Field Note June 17, 2014

PIVOT’s first steps


I came to Ranomafana after having worked in the south of Madagascar with Médecins Sans Frontières. Ranomafana is like paradise to the eyes after the dry south, hills of green and constant rain much of the year, living in the clouds almost. While being a haven for nature, part of which is protected by the oldest national park set up by Pat Wright, the district, a 10 hour drive from the capital, Tana, presents its own challenges: our first trip out to try to visit health centres was cut short, 10km from our destination. 10km but maybe a 1 to 2 hour drive! We turned back when the car looked like it was about to turn over!

The drivers are more courageous than us!  Some of the health centres are a 3 day walk, and that’s after a motor bike ride as far as the road allows to points more distant than where we turned back from. The health centre we were planning to visit has just one nurse who works alone. As part of their monthly minimum package of activities, she walks a full day to reach some of the more distant sites which are attached to her health centre. Many people understandably prefer to go to the traditional healers or “midwives” and the health centre is the last recourse, often too late. Part of our work is going to be about attracting people into the health centres: good care, free care for those who can’t pay, happy health workers who feel valued and supported and are happy and able to respond; the other part will be about going out to them: walking a few days with the community health workers to reach the furthest villages and support the communities.

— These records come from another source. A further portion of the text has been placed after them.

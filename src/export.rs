//! Feature table export.
//!
//! Snapshots every declared feature of one namespace over a universe as a
//! table: one column per feature (with its metadata), one row per track or
//! edge. Written as JSON or CSV for reporting tools.
//!
//! ```text
//! FeatureModel → track_table(universe) → FeatureTable
//!   → write_json() / write_csv() → spreadsheet, notebook, plotting script
//! ```
//!
//! The JSON form carries the column metadata under `features` and one flat
//! object per entity under `rows`:
//!
//! ```text
//! {"kind": "track", "universe": "all",
//!  "features": [{"key": "SPEED", "name": "Mean Speed", "short_name": "V", "dimension": "VELOCITY"}],
//!  "rows": [{"track_id": 1, "SPEED": 3.5}, {"track_id": 2, "SPEED": null}]}
//! ```
//!
//! This is output only. Nothing here reads a table back into a model.

use std::io::Write;

use serde::Serialize;
use serde_json::{Map, Value, json};

use crate::model::*;
use crate::topology::TrackTopology;
use crate::{Error, FeatureModel, Result};

/// One exported feature and its metadata.
#[derive(Debug, Clone, PartialEq, Serialize)]
pub struct FeatureColumn {
    pub key: String,
    #[serde(flatten)]
    pub metadata: FeatureMetadata,
}

/// One exported entity. `values` is aligned with the table's columns;
/// absent values are `None` (`null` in JSON, an empty cell in CSV).
#[derive(Debug, Clone, PartialEq, Serialize)]
pub struct FeatureRow {
    pub track: TrackId,
    #[serde(skip_serializing_if = "Option::is_none")]
    pub edge: Option<EdgeId>,
    pub values: Vec<Option<f64>>,
}

/// A snapshot of one namespace's values.
#[derive(Debug, Clone, PartialEq, Serialize)]
pub struct FeatureTable {
    pub kind: EntityKind,
    pub universe: Universe,
    pub columns: Vec<FeatureColumn>,
    pub rows: Vec<FeatureRow>,
}

impl FeatureTable {
    /// Index of a feature's column.
    pub fn column_index(&self, key: &str) -> Option<usize> {
        self.columns.iter().position(|c| c.key == key)
    }

    /// Every row's value for one feature.
    pub fn column(&self, key: &str) -> Option<Vec<Option<f64>>> {
        let idx = self.column_index(key)?;
        Some(self.rows.iter().map(|r| r.values[idx]).collect())
    }

    /// JSON with a metadata header and one object per row, keyed by
    /// `track_id` (plus `edge_id` for edge tables) and the feature keys.
    pub fn write_json(&self, writer: impl Write) -> Result<()> {
        let rows: Vec<Value> = self.rows.iter().map(|row| self.row_object(row)).collect();
        let document = json!({
            "kind": self.kind,
            "universe": self.universe,
            "features": self.columns,
            "rows": rows,
        });
        serde_json::to_writer_pretty(writer, &document)?;
        Ok(())
    }

    fn row_object(&self, row: &FeatureRow) -> Value {
        let mut object = Map::with_capacity(self.columns.len() + 2);
        object.insert("track_id".into(), json!(row.track));
        if let Some(edge) = row.edge {
            object.insert("edge_id".into(), json!(edge));
        }
        for (column, value) in self.columns.iter().zip(&row.values) {
            object.insert(column.key.clone(), json!(value));
        }
        Value::Object(object)
    }

    /// CSV with a header of feature keys. Edge tables get an extra `EDGE_ID`
    /// column after `TRACK_ID`.
    pub fn write_csv(&self, mut writer: impl Write) -> Result<()> {
        let with_edge = self.kind == EntityKind::Edge;

        write!(writer, "TRACK_ID")?;
        if with_edge {
            write!(writer, ",EDGE_ID")?;
        }
        for column in &self.columns {
            write!(writer, ",{}", column.key)?;
        }
        writeln!(writer)?;

        for row in &self.rows {
            write!(writer, "{}", row.track)?;
            if with_edge {
                match row.edge {
                    Some(edge) => write!(writer, ",{}", edge.0)?,
                    None => write!(writer, ",")?,
                }
            }
            for value in &row.values {
                match value {
                    Some(v) => write!(writer, ",{v}")?,
                    None => write!(writer, ",")?,
                }
            }
            writeln!(writer)?;
        }
        Ok(())
    }
}

impl<T: TrackTopology + ?Sized> FeatureModel<T> {
    fn columns(&self, kind: EntityKind) -> Vec<FeatureColumn> {
        let ns = self.registry.snapshot(kind);
        ns.keys().iter()
            .filter_map(|key| {
                ns.metadata(key).map(|meta| FeatureColumn { key: key.clone(), metadata: meta.clone() })
            })
            .collect()
    }

    /// Every declared track feature, one row per track of the universe.
    pub fn track_table(&self, universe: Universe) -> FeatureTable {
        let columns = self.columns(EntityKind::Track);
        let rows = self.topology.track_ids(universe.filtered_only())
            .into_iter()
            .map(|track| FeatureRow {
                track,
                edge: None,
                values: columns.iter().map(|c| self.tracks.get(track, &c.key)).collect(),
            })
            .collect();
        FeatureTable { kind: EntityKind::Track, universe, columns, rows }
    }

    /// Every declared edge feature, one row per edge of the universe's tracks.
    pub fn edge_table(&self, universe: Universe) -> FeatureTable {
        let columns = self.columns(EntityKind::Edge);
        let mut rows = Vec::new();
        for track in self.topology.track_ids(universe.filtered_only()) {
            for edge in self.topology.track_edges(track) {
                rows.push(FeatureRow {
                    track,
                    edge: Some(edge),
                    values: columns.iter().map(|c| self.edges.get(edge, &c.key)).collect(),
                });
            }
        }
        FeatureTable { kind: EntityKind::Edge, universe, columns, rows }
    }

    pub fn table(&self, kind: EntityKind, universe: Universe) -> Result<FeatureTable> {
        match kind {
            EntityKind::Track => Ok(self.track_table(universe)),
            EntityKind::Edge => Ok(self.edge_table(universe)),
            EntityKind::Spot => Err(Error::UnsupportedKind { kind, operation: "table export" }),
        }
    }
}

/// Write every declared track feature over `universe` as JSON.
pub fn write_track_table_json<T: TrackTopology + ?Sized>(
    model: &FeatureModel<T>,
    universe: Universe,
    writer: impl Write,
) -> Result<()> {
    model.track_table(universe).write_json(writer)
}

/// Write every declared edge feature over `universe` as JSON.
pub fn write_edge_table_json<T: TrackTopology + ?Sized>(
    model: &FeatureModel<T>,
    universe: Universe,
    writer: impl Write,
) -> Result<()> {
    model.edge_table(universe).write_json(writer)
}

That’s what PIVOT is about for me: being side by side with those who need care, side by side with those who face the challenge of providing that care with very little support, being side by side with those who are attempting to facilitate the work from district level and ensuring at each level quality care is available.

We’re starting with 4 health centres to make sure our accompaniment reaches the level of quality care we intend to spread throughout the district, by the end of 2 years we hope to have reached the whole of the district, and we know that will mean being very inventive: setting up ambulance relay points for emergencies from health centres where there is no means of communication, working with communities and traditional healers and leaders in villages which can only be reached by crossing raging rivers, walking through forests where there’s illicit gold mining. Even with all these challenges, we are already getting more and more referrals each week and some from remote health centres, and patients are reaching the hospital or even referred to the regional hospital and kids are starting to shout “Pivot” when the cars go by. We’re the only healthcare NGO based in the district and people are starting the reach out to us as we make services accessible to those in need. And that’s exciting! And we hope PIVOT-al!!!